So, I've required this bike that I'm told needs 110 octane fuel and I'd like to establish whether it actually does or not. If I were to measure cylinder pressure with a compression tester would that be enough information for an educated guess?
Reading about the subject, pressure is not the only factor in octane requirement and I imagine experience and careful jetting are key?
I haven't even found a table that shows compression versus octane.
Would a compression test be done with a cold engine or a warm engine?
Should a compression test be done before a rebuild, would assembly lube affect the compression test, I imagine it would.
Thanks

automan

Compression is an indicator of potential octane required, that's it.
How well that octane combusts is they key.
Squish/ign timing/pipes/transfers all play a big or moderate role adding up to more that just a compression test.

JKV45

You can get a basic idea of your compression ratio, if you have compression psi numbers, with this calculator -

https://best-calculators.com/everyday-life/compression-ratio-to-psi-calculator/

m in sc

squish needs to be measured as does head volume.  as stated above, its an indicator. imho, anything over 135-140 psi on an aircooled rd350 is pretty high and would def need different considerations. I have seen where porting was aggressive and cold cranking showed 110-120 but as the rpm rose the cylinder pressure got out of control. so to automans point, compression is just an part of it.

2TFool

Thanks for the replies. At some point in the near future I'm going to disassemble the engine to change the main seals, have a look at the clutch etc. I'll measure the height and width of the ports, measure the amount of squish etc. If I could post the information here then perhaps you guys could take a look at it?

automan


2TFool

I'm ready to measure things to figure out what state of tune this bike is in and what octane fuel I need to run it on.

Measure in millimeters?

Top and bottom edge of ports in relation to top of cylinder?

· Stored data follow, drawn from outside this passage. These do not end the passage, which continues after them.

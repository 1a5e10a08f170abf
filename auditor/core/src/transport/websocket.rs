//! WebSocket Streaming Transport
//!
//! The preferred strategy: a persistent WebSocket connection to the audit
//! service, opened on first use and reused across attempts. Each attempt
//! sends a `start_audit` envelope; the service answers with progress frames
//! and one terminal frame (see [`super::frame`]).
//!
//! # Design Philosophy
//!
//! The protocol carries no request identifier, so frames cannot be matched
//! to attempts on the wire. Instead the reader task forwards frames to the
//! *route*: the event sender of the attempt currently started on this
//! connection. The route is taken when a terminal frame arrives, when the
//! connection drops, or when the attempt is abandoned. Each route is bound
//! to the connection it was installed for, so a reader winding down an old
//! connection cannot deliver into an attempt started on a new one. Abandoning also closes
//! the connection, so frames of an abandoned job can never reach a later
//! attempt; the next `start` reconnects.

use std::sync::atomic::{AtomicBool, Ordering};
use std::sync::Arc;
use std::time::Duration;

use async_trait::async_trait;
use futures::stream::{SplitSink, SplitStream};
use futures::{SinkExt, StreamExt};
use parking_lot::Mutex;
use tokio::net::TcpStream;
use tokio::sync::mpsc;
use tokio::task::JoinHandle;
use tokio_tungstenite::tungstenite::Message;
use tokio_tungstenite::{connect_async, MaybeTlsStream, WebSocketStream};

use crate::events::TransportEvent;
use crate::request::AuditRequest;

use super::config::TransportConfig;
use super::frame;
use super::traits::{
    AuditTransport, EventStream, TransportError, TransportStrategy, EVENT_CHANNEL_CAPACITY,
};

type WsStream = WebSocketStream<MaybeTlsStream<TcpStream>>;
type Route = Arc<Mutex<Option<RouteEntry>>>;

/// Event sender of the attempt started on connection `connection`
struct RouteEntry {
    connection: u64,
    tx: mpsc::Sender<TransportEvent>,
}

/// One open connection
struct Connection {
    id: u64,
    sink: SplitSink<WsStream, Message>,
    reader: JoinHandle<()>,
    alive: Arc<AtomicBool>,
}

impl Connection {
    fn is_alive(&self) -> bool {
        self.alive.load(Ordering::SeqCst)
    }
}

impl Drop for Connection {
    fn drop(&mut self) {
        self.reader.abort();
    }
}

/// Streaming transport over WebSocket
pub struct WebSocketChannel {
    url: String,
    connect_timeout: Duration,
    connection: Option<Connection>,
    connections: u64,
    route: Route,
}

impl WebSocketChannel {
    /// Create a channel for `url`; nothing is connected until `start`
    #[must_use]
    pub fn new(url: impl Into<String>, connect_timeout: Duration) -> Self {
        Self {
            url: url.into(),
            connect_timeout,
            connection: None,
            connections: 0,
            route: Arc::new(Mutex::new(None)),
        }
    }

    /// Create from transport configuration
    ///
    /// Returns `None` when no streaming endpoint is configured.
    #[must_use]
    pub fn from_config(config: &TransportConfig) -> Option<Self> {
        config
            .streaming_endpoint()
            .map(|url| Self::new(url, config.connect_timeout()))
    }

    /// Endpoint URL
    #[must_use]
    pub fn url(&self) -> &str {
        &self.url
    }

    /// Whether a live connection is currently held
    #[must_use]
    pub fn is_connected(&self) -> bool {
        self.connection.as_ref().is_some_and(Connection::is_alive)
    }

    /// Perform the WebSocket handshake and spawn the reader task
    async fn connect(&mut self) -> Result<Connection, TransportError> {
        let handshake = tokio::time::timeout(self.connect_timeout, connect_async(self.url.as_str()))
            .await
            .map_err(|_| {
                TransportError::ConnectionFailed(format!(
                    "Handshake with {} timed out after {} ms",
                    self.url,
                    self.connect_timeout.as_millis()
                ))
            })?;
        let (stream, _response) = handshake
            .map_err(|e| TransportError::ConnectionFailed(format!("{}: {e}", self.url)))?;

        tracing::info!(url = %self.url, "Streaming channel connected");

        self.connections += 1;
        let id = self.connections;
        let (sink, stream) = stream.split();
        let alive = Arc::new(AtomicBool::new(true));
        let reader = tokio::spawn(read_frames(
            stream,
            id,
            Arc::clone(&self.route),
            Arc::clone(&alive),
        ));

        Ok(Connection {
            id,
            sink,
            reader,
            alive,
        })
    }

    /// Send the start envelope over the current connection
    async fn send_start(&mut self, text: &str) -> Result<(), TransportError> {
        let connection = self
            .connection
            .as_mut()
            .ok_or_else(|| TransportError::InvalidState("Not connected".to_string()))?;
        connection
            .sink
            .send(Message::Text(text.to_string()))
            .await
            .map_err(|e| TransportError::SendFailed(e.to_string()))
    }

    /// Route the current connection's frames to `tx`
    fn install_route(&self, tx: mpsc::Sender<TransportEvent>) {
        let mut slot = self.route.lock();
        *slot = self
            .connection
            .as_ref()
            .map(|connection| RouteEntry {
                connection: connection.id,
                tx,
            });
    }

    fn disconnect(&mut self) {
        self.route.lock().take();
        if self.connection.take().is_some() {
            tracing::debug!(url = %self.url, "Streaming channel closed");
        }
    }
}

#[async_trait]
impl AuditTransport for WebSocketChannel {
    fn strategy(&self) -> TransportStrategy {
        TransportStrategy::Streaming
    }

    async fn start(&mut self, request: &AuditRequest) -> Result<EventStream, TransportError> {
        let text = frame::encode_start(request)?;

        if !self.is_connected() {
            self.disconnect();
            let connection = self.connect().await?;
            self.connection = Some(connection);
        }

        let (tx, rx) = mpsc::channel(EVENT_CHANNEL_CAPACITY);
        self.install_route(tx.clone());

        if let Err(first) = self.send_start(&text).await {
            // The held connection may have died without the reader noticing yet
            tracing::debug!(error = %first, "Start frame failed on reused connection; reconnecting");
            self.disconnect();
            let connection = self.connect().await?;
            self.connection = Some(connection);
            self.install_route(tx);
            if let Err(e) = self.send_start(&text).await {
                self.disconnect();
                return Err(e);
            }
        }

        tracing::debug!(url = %request.url(), mode = %request.mode(), "Start frame sent");
        Ok(rx)
    }

    fn abandon(&mut self) {
        self.disconnect();
    }
}

/// Forward service frames to whichever attempt holds the route
async fn read_frames(
    mut stream: SplitStream<WsStream>,
    connection: u64,
    route: Route,
    alive: Arc<AtomicBool>,
) {
    while let Some(message) = stream.next().await {
        let text = match message {
            Ok(Message::Text(text)) => text,
            Ok(Message::Close(_)) => break,
            Ok(_) => continue,
            Err(e) => {
                tracing::warn!(error = %e, "Streaming channel read failed");
                break;
            }
        };

        let event = match frame::decode(&text) {
            Ok(Some(event)) => event,
            Ok(None) => continue,
            Err(e) if e.is_terminal() => TransportEvent::transport_failure(e.to_string()),
            Err(e) => {
                tracing::warn!(error = %e, "Skipping malformed frame");
                continue;
            }
        };
        deliver(&route, connection, event).await;
    }

    alive.store(false, Ordering::SeqCst);
    deliver(
        &route,
        connection,
        TransportEvent::transport_failure("Streaming connection closed"),
    )
    .await;
}

async fn deliver(route: &Route, connection: u64, event: TransportEvent) {
    let sender = {
        let mut slot = route.lock();
        let routed_here = slot.as_ref().is_some_and(|entry| entry.connection == connection);
        if !routed_here {
            None
        } else if event.is_terminal() {
            slot.take().map(|entry| entry.tx)
        } else {
            slot.as_ref().map(|entry| entry.tx.clone())
        }
    };

    match sender {
        Some(tx) => {
            if tx.send(event).await.is_err() {
                tracing::debug!("Attempt stopped listening; frame dropped");
            }
        }
        None => tracing::debug!("No attempt routed on this connection; frame dropped"),
    }
}

#[cfg(test)]
mod tests {
    use super::*;
    use crate::error::AuditError;
    use crate::events::ProgressEvent;
    use crate::request::AuditMode;
    use serde_json::{json, Value};
    use tokio::net::TcpListener;
    use tokio_tungstenite::accept_async;

    fn request() -> AuditRequest {
        AuditRequest::new("example.com", AuditMode::Desktop).unwrap()
    }

    /// Accept one connection, check the start frame, then send `replies`
    async fn serve_once(replies: Vec<Value>, hang_up: bool) -> String {
        let listener = TcpListener::bind("127.0.0.1:0").await.unwrap();
        let addr = listener.local_addr().unwrap();

        tokio::spawn(async move {
            let (socket, _) = listener.accept().await.unwrap();
            let mut ws = accept_async(socket).await.unwrap();

            let start = loop {
                match ws.next().await.unwrap().unwrap() {
                    Message::Text(text) => break text,
                    _ => continue,
                }
            };
            let start: Value = serde_json::from_str(&start).unwrap();
            assert_eq!(start["event"], "start_audit");
            assert_eq!(start["data"]["url"], "example.com");

            for reply in replies {
                ws.send(Message::Text(reply.to_string())).await.unwrap();
            }
            if hang_up {
                ws.close(None).await.ok();
            } else {
                // Keep the socket open until the client goes away
                while ws.next().await.is_some() {}
            }
        });

        format!("ws://{addr}")
    }

    #[tokio::test]
    async fn test_progress_and_complete_are_forwarded() {
        let url = serve_once(
            vec![
                json!({"event": "connect", "data": {}}),
                json!({"event": "audit_progress", "data": {"progress": 30, "message": "Scanning pages"}}),
                json!({"event": "audit_progress", "data": {"progress": "bad"}}),
                json!({"event": "audit_progress", "data": {"progress": 70, "message": "Analyzing"}}),
                json!({"event": "audit_complete", "data": {"overall": {"score": 82}}}),
            ],
            false,
        )
        .await;

        let mut channel = WebSocketChannel::new(url, Duration::from_secs(5));
        let mut events = channel.start(&request()).await.unwrap();
        assert!(channel.is_connected());

        assert_eq!(
            events.recv().await,
            Some(TransportEvent::Progress(ProgressEvent::new(30, "Scanning pages")))
        );
        assert_eq!(
            events.recv().await,
            Some(TransportEvent::Progress(ProgressEvent::new(70, "Analyzing")))
        );
        assert!(matches!(
            events.recv().await,
            Some(TransportEvent::Terminal(Ok(_)))
        ));
        // Route was released with the terminal
        assert_eq!(events.recv().await, None);
    }

    #[tokio::test]
    async fn test_audit_error_frame_is_remote_failure() {
        let url = serve_once(
            vec![json!({"event": "audit_error", "data": {"message": "Failed to fetch URL"}})],
            false,
        )
        .await;

        let mut channel = WebSocketChannel::new(url, Duration::from_secs(5));
        let mut events = channel.start(&request()).await.unwrap();
        assert_eq!(
            events.recv().await,
            Some(TransportEvent::Terminal(Err(AuditError::RemoteFailure(
                "Failed to fetch URL".into()
            ))))
        );
    }

    #[tokio::test]
    async fn test_drop_mid_attempt_is_transport_failure() {
        let url = serve_once(
            vec![json!({"event": "audit_progress", "data": {"progress": 10, "message": "Starting"}})],
            true,
        )
        .await;

        let mut channel = WebSocketChannel::new(url, Duration::from_secs(5));
        let mut events = channel.start(&request()).await.unwrap();
        assert!(matches!(events.recv().await, Some(TransportEvent::Progress(_))));
        assert!(matches!(
            events.recv().await,
            Some(TransportEvent::Terminal(Err(AuditError::TransportFailure(_))))
        ));
    }

    #[tokio::test]
    async fn test_refused_connection_is_handshake_failure() {
        let listener = TcpListener::bind("127.0.0.1:0").await.unwrap();
        let addr = listener.local_addr().unwrap();
        drop(listener);

        let mut channel = WebSocketChannel::new(format!("ws://{addr}"), Duration::from_secs(5));
        let err = channel.start(&request()).await.unwrap_err();
        assert!(err.is_handshake_failure());
        assert!(!channel.is_connected());
    }

    #[tokio::test]
    async fn test_old_connection_cannot_deliver_into_new_route() {
        let (tx, mut rx) = mpsc::channel(4);
        let route: Route = Arc::new(Mutex::new(Some(RouteEntry { connection: 2, tx })));

        // Reader of the replaced connection winding down
        deliver(
            &route,
            1,
            TransportEvent::transport_failure("Streaming connection closed"),
        )
        .await;
        assert!(rx.try_recv().is_err());
        assert!(route.lock().is_some());

        deliver(&route, 2, TransportEvent::Progress(ProgressEvent::new(10, "Starting"))).await;
        assert_eq!(
            rx.recv().await,
            Some(TransportEvent::Progress(ProgressEvent::new(10, "Starting")))
        );
        deliver(&route, 2, TransportEvent::remote_failure("boom")).await;
        assert!(matches!(rx.recv().await, Some(TransportEvent::Terminal(Err(_)))));
        assert!(route.lock().is_none());
    }

    #[tokio::test]
    async fn test_abandon_closes_connection() {
        let url = serve_once(Vec::new(), false).await;
        let mut channel = WebSocketChannel::new(url, Duration::from_secs(5));
        let mut events = channel.start(&request()).await.unwrap();

        channel.abandon();
        assert!(!channel.is_connected());
        assert_eq!(events.recv().await, None);
    }
}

Width of ports? Can I measure the width in a straight line or should it be expressed in an angle?

Squish band clearance and squish bandwidth?

Cylinder head volume?

How about the ports in the piston skirt?

Carburetor diameter and jets?

Expansion chambers?

Ignition timing before top center?

Any other information that I could add that those who know far more about it than I do could use?

RDnuTZ

1987 TZR250R Restricted Japan Domestic market bike (Project)
1977 RD400 (Project)
1974 RD350 (2) (Projects)
1973 RD250 (Project)
2022 Beta 300 X-Trainer, Yamaha Vintage MX, YZ (18)

2TFool

Yes, compression. I have measured cylinder pressure.

2TFool

I've collected some measurements of this motor of mine for your consideration. I drew the exhaust ports out the same way as vintagewannabe's clymer modification post and included them as a photo, which I hope is legible.
I've also included a picture of the carbon deposits on the piston crowns, which I thought looked interesting, something to do with the way the fuel burns and the squish band?
There's also pictures of the cylinder heads showing tiny pits which are perhaps something to do with preignition? They are on the forward half of the head on the centerline closer to the exhaust port on one side and closer to the plug on the other. These pictures also show what might be someone's initials? And some information about volume?
When I cleaned the pistons, there was only one pit on one and about five on the other again closer to the exhaust board.
There are oversize read cages with a spacer to fit them and greenish FRP read valves, Boyson's?
32mm Mikuni carburetors with a 300 main jet.
Moto Carrera millennial expansion chambers.
Ignition timing set at 1.8mm btdc.
The Squish band clearance measures 1.47mm at the outer edge and 1.74mm at the inner (measured with lead solder over the gudgeon pin)
I measured cylinder pressure with two gauges and a cold engine,
161lbs left and 155lbs right. The other gauge read 10lbs less. Both gauges were older, Taiwanese, and had schrader valves in the plug adapter.

This all started with me wondering whether I needed to run this on 110 octane and I think I know the answer, but I would be interested in what you have to say.

m in sc

id say no. thats a pretty big squish clearance to be honest though,  and that itself can cause detonation. set timing to 1.8 and run 93 and should be fine. i run 155+ on a motor i have with a tighter squish w zero issues. 

teazer

A couple of observations.  The ports are close to TZ350 or TZ750 dimensions, and at 17.5cc the heads have been machines to raise compression. Looks to me like someone wanted a full race tune.  Squish is much too large.  The inner squish dimension is supposed to be larger than the outer measurement. It may have been designed to run without a head gasket, but inserting a gasket would increase squish even more.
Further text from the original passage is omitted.